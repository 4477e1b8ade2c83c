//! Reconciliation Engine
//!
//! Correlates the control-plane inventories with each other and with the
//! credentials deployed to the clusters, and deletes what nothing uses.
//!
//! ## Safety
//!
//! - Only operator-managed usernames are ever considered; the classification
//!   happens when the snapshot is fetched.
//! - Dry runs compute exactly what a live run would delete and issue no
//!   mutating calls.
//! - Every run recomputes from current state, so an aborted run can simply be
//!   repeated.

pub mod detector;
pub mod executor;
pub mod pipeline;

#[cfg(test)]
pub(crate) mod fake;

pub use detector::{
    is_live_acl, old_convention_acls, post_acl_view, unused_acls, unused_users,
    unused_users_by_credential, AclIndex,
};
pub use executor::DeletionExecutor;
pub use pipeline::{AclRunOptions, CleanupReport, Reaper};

--

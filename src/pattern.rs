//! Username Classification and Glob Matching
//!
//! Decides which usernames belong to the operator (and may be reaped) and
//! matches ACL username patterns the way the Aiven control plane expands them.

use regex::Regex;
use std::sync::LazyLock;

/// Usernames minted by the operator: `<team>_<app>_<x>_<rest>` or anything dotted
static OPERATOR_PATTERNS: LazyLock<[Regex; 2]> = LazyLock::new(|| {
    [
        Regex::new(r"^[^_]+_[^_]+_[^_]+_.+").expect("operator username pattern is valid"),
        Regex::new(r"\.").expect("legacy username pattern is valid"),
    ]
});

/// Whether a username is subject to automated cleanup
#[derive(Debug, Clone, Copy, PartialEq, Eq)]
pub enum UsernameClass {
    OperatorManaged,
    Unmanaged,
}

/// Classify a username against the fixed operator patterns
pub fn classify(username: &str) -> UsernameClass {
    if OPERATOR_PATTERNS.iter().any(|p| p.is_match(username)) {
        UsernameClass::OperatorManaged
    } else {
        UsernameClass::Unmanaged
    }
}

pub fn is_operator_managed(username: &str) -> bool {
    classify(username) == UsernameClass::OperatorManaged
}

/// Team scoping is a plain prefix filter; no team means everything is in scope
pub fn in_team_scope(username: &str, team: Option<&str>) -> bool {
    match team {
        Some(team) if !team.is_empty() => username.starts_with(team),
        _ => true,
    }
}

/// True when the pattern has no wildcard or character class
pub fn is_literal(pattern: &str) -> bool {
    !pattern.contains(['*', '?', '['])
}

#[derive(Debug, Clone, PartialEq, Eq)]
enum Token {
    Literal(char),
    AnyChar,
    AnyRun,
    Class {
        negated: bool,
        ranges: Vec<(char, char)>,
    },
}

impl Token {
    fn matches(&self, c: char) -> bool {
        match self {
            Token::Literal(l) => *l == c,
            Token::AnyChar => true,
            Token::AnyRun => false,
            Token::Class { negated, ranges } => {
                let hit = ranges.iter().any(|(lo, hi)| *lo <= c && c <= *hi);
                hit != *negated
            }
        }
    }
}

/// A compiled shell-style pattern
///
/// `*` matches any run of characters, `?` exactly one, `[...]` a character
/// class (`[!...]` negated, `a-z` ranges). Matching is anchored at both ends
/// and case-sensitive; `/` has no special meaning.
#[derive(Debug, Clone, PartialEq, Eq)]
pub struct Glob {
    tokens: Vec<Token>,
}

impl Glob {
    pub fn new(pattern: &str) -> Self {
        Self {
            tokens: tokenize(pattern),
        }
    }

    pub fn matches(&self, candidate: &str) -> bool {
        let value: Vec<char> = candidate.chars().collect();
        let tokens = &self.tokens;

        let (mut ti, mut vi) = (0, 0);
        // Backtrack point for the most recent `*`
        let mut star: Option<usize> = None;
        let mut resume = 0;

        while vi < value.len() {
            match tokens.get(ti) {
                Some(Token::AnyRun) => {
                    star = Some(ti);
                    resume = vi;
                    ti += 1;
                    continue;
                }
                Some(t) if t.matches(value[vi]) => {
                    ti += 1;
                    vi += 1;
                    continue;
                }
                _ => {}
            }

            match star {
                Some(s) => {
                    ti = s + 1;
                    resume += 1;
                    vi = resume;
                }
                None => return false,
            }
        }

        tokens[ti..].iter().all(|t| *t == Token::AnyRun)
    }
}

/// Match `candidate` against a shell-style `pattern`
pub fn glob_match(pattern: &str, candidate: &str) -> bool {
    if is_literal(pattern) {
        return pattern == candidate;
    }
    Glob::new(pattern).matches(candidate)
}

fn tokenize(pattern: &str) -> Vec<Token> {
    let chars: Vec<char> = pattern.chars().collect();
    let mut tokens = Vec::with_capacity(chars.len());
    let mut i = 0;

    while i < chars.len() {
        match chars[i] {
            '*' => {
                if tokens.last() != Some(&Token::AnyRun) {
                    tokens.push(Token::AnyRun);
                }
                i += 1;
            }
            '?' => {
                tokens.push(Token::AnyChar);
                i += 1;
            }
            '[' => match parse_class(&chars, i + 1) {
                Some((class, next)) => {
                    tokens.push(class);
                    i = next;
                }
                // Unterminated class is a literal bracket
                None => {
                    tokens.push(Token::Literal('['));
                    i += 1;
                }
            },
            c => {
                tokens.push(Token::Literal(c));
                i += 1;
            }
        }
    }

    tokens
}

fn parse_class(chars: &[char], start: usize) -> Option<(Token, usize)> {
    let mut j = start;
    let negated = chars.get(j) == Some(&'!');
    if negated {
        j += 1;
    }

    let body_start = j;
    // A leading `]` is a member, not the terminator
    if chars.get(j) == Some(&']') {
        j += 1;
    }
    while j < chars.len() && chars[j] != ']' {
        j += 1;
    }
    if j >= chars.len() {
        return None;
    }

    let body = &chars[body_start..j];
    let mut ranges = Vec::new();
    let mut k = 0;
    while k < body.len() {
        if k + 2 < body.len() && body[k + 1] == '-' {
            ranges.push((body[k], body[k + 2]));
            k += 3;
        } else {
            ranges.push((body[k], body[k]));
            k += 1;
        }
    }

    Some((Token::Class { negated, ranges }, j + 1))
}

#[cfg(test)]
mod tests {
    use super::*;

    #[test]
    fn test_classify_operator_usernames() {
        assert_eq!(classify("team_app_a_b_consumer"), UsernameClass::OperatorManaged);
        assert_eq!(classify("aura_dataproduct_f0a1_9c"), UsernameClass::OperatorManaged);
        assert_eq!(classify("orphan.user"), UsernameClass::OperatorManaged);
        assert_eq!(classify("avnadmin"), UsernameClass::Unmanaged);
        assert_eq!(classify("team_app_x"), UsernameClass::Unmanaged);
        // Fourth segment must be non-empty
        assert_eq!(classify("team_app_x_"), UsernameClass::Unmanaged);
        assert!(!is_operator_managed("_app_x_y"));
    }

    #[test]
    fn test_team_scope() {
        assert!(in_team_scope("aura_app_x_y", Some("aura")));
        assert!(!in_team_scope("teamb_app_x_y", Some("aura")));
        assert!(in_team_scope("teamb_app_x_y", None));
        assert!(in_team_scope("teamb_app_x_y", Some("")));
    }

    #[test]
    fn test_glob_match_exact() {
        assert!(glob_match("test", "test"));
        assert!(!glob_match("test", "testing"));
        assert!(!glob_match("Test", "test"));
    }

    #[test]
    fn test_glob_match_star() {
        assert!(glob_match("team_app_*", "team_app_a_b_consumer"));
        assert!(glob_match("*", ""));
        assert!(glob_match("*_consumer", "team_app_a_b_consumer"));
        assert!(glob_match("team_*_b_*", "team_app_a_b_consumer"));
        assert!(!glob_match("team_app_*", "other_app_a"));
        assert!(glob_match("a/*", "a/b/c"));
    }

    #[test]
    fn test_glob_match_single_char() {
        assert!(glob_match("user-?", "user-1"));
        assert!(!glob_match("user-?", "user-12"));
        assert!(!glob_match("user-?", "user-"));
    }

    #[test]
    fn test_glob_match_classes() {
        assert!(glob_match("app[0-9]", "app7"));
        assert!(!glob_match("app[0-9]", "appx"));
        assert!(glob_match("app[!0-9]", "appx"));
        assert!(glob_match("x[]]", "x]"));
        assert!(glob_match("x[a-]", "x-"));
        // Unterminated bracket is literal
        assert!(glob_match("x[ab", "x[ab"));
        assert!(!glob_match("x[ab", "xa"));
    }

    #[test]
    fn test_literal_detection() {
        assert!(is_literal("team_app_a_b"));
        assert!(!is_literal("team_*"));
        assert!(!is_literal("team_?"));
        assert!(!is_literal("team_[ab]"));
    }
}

REQUIREMENT: Going through the entries above, show each line that contains "collect".

RESPONSE AREA:
        let value: Vec<char> = candidate.chars().collect();
    let chars: Vec<char> = pattern.chars().collect();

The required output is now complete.